So it's important to focus on said town and filled it with places and details that your players can use. The entire politic of the town and its relationship to neighbouring area is not necessary, nor useful, at the start of the Campaign, but it should provide a few things for the players :

-Somewhere to Rest (Especially Long ones. A Tavern or a House will do depending on the player's status).
-Somewhere to get information (Like a Library, or even a Network if one of the players happen to be a Rogue or some sort of Criminal). This place doesn't need to be where the players gets all their info, but it's always rewarding for players to know they can check their intel or add more to it without waiting for Random NPC (and of course, you can control what information they find here and alter the truth).
-Somewhere to shop for ressources and items.
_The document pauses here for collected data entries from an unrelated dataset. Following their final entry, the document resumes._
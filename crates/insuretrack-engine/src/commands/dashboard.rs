//! Role dashboards
//!
//! Opening any dashboard first generates the day's expiry reminders.

use std::time::Instant;

use chrono::NaiveDate;
use insuretrack_core::model::{Claim, ClaimStatus, Notification, Policy, PolicyStatus, Role, User};
use insuretrack_core::{log_op_end, log_op_error, log_op_start, Action, Actor};
use insuretrack_store::errors::Result;
use insuretrack_store::repo::{ClaimRepo, NotificationRepo, PolicyRepo, UserRepo};
use rusqlite::Connection;

use super::context::{elapsed_ms, now, Services};
use super::notifications::generate_expiry_notifications;

const USER_RECENT_CLAIMS: u32 = 5;
const USER_UNREAD_NOTIFICATIONS: u32 = 5;
const AGENT_RECENT_CLAIMS: u32 = 10;
const ADMIN_RECENT_ITEMS: u32 = 5;

#[derive(Debug, Clone, Copy, PartialEq, Eq, Default)]
pub struct UserStats {
    pub total_policies: u64,
    pub active_policies: u64,
    /// Active policies expiring within the window, lapsed ones included
    pub expiring_policies: u64,
    pub total_claims: u64,
}

#[derive(Debug, Clone, PartialEq)]
pub struct UserDashboard {
    pub stats: UserStats,
    pub policies: Vec<Policy>,
    pub recent_claims: Vec<Claim>,
    pub notifications: Vec<Notification>,
}

#[derive(Debug, Clone, Copy, PartialEq, Eq, Default)]
pub struct AgentStats {
    pub total_policies: u64,
    pub active_policies: u64,
    pub total_claims: u64,
    pub pending_claims: u64,
}

#[derive(Debug, Clone, PartialEq)]
pub struct AgentDashboard {
    pub stats: AgentStats,
    pub policies: Vec<Policy>,
    pub recent_claims: Vec<Claim>,
}

#[derive(Debug, Clone, Copy, PartialEq, Eq, Default)]
pub struct PlatformStats {
    pub total_users: u64,
    pub total_policies: u64,
    pub total_claims: u64,
    pub pending_claims: u64,
}

#[derive(Debug, Clone, PartialEq)]
pub struct AdminDashboard {
    pub stats: PlatformStats,
    pub recent_users: Vec<User>,
    pub recent_policies: Vec<Policy>,
    pub recent_claims: Vec<Claim>,
}

#[derive(Debug, Clone, PartialEq)]
pub enum Dashboard {
    User(UserDashboard),
    Agent(AgentDashboard),
    Admin(AdminDashboard),
}

/// The dashboard for the actor's role, as of the current UTC date
///
/// # Errors
/// Persistence errors.
pub fn dashboard(actor: &Actor, conn: &mut Connection, services: &Services) -> Result<Dashboard> {
    dashboard_on(actor, now().date(), conn, services)
}

/// The dashboard for the actor's role, as of `today`
///
/// # Errors
/// Persistence errors.
pub fn dashboard_on(
    actor: &Actor,
    today: NaiveDate,
    conn: &mut Connection,
    services: &Services,
) -> Result<Dashboard> {
    log_op_start!(
        "dashboard",
        actor_id = actor.user_id,
        actor_role = actor.role.as_str()
    );
    let start = Instant::now();

    let dashboard = dashboard_impl(actor, today, conn, services).map_err(|e| {
        log_op_error!("dashboard", e.clone(), duration_ms = elapsed_ms(start));
        e
    })?;

    log_op_end!("dashboard", duration_ms = elapsed_ms(start));
    Ok(dashboard)
}

fn dashboard_impl(
    actor: &Actor,
    today: NaiveDate,
    conn: &mut Connection,
    services: &Services,
) -> Result<Dashboard> {
    generate_expiry_notifications(today, conn)?;

    match actor.role {
        Role::User => user_dashboard(actor, today, conn).map(Dashboard::User),
        Role::Agent => {
            services.authorize(actor, &Action::ViewAgentDashboard)?;
            agent_dashboard(conn).map(Dashboard::Agent)
        }
        Role::Admin => {
            services.authorize(actor, &Action::ViewPlatformStats)?;
            admin_dashboard(conn).map(Dashboard::Admin)
        }
    }
}

fn user_dashboard(actor: &Actor, today: NaiveDate, conn: &Connection) -> Result<UserDashboard> {
    let policies = PolicyRepo::for_owner(conn, Some(actor.user_id))?;
    let active = || policies.iter().filter(|p| p.status == PolicyStatus::Active);

    let stats = UserStats {
        total_policies: policies.len() as u64,
        active_policies: active().count() as u64,
        expiring_policies: active().filter(|p| p.is_expiring_soon(today)).count() as u64,
        total_claims: ClaimRepo::count(conn, Some(actor.user_id), None)?,
    };

    Ok(UserDashboard {
        stats,
        recent_claims: ClaimRepo::recent(conn, Some(actor.user_id), USER_RECENT_CLAIMS)?,
        notifications: NotificationRepo::unread_for_user(
            conn,
            actor.user_id,
            USER_UNREAD_NOTIFICATIONS,
        )?,
        policies,
    })
}

fn agent_dashboard(conn: &Connection) -> Result<AgentDashboard> {
    let stats = AgentStats {
        total_policies: PolicyRepo::count(conn, None, None)?,
        active_policies: PolicyRepo::count(conn, None, Some(PolicyStatus::Active))?,
        total_claims: ClaimRepo::count(conn, None, None)?,
        pending_claims: ClaimRepo::count(conn, None, Some(ClaimStatus::Pending))?,
    };

    Ok(AgentDashboard {
        stats,
        policies: PolicyRepo::for_owner(conn, None)?,
        recent_claims: ClaimRepo::recent(conn, None, AGENT_RECENT_CLAIMS)?,
    })
}

fn admin_dashboard(conn: &Connection) -> Result<AdminDashboard> {
    let stats = PlatformStats {
        total_users: UserRepo::count(conn)?,
        total_policies: PolicyRepo::count(conn, None, None)?,
        total_claims: ClaimRepo::count(conn, None, None)?,
        pending_claims: ClaimRepo::count(conn, None, Some(ClaimStatus::Pending))?,
    };

    Ok(AdminDashboard {
        stats,
        recent_users: UserRepo::recent(conn, ADMIN_RECENT_ITEMS)?,
        recent_policies: PolicyRepo::recent(conn, ADMIN_RECENT_ITEMS)?,
        recent_claims: ClaimRepo::recent(conn, None, ADMIN_RECENT_ITEMS)?,
    })
}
Nothing too fancy, but that's always important should the players require even basic equipement, like ropes or arrows.

And finally, that area could (and should) possess places of familiarity to the players, something that either call to their Race or their Career choices. The Wizard can have a Library, the Dwarf a Forge, etc. It's not only an easy way to fill your town or kingdom with stuff that makes it alive, it also gives the players the sentiment that their characters belong to greater community, be it their people, species or career path. They can even represent interesting plot hook or NPC factories for your campaign. The players are likely to take any attack against the town more seriously if people important to them are placed in harm's way.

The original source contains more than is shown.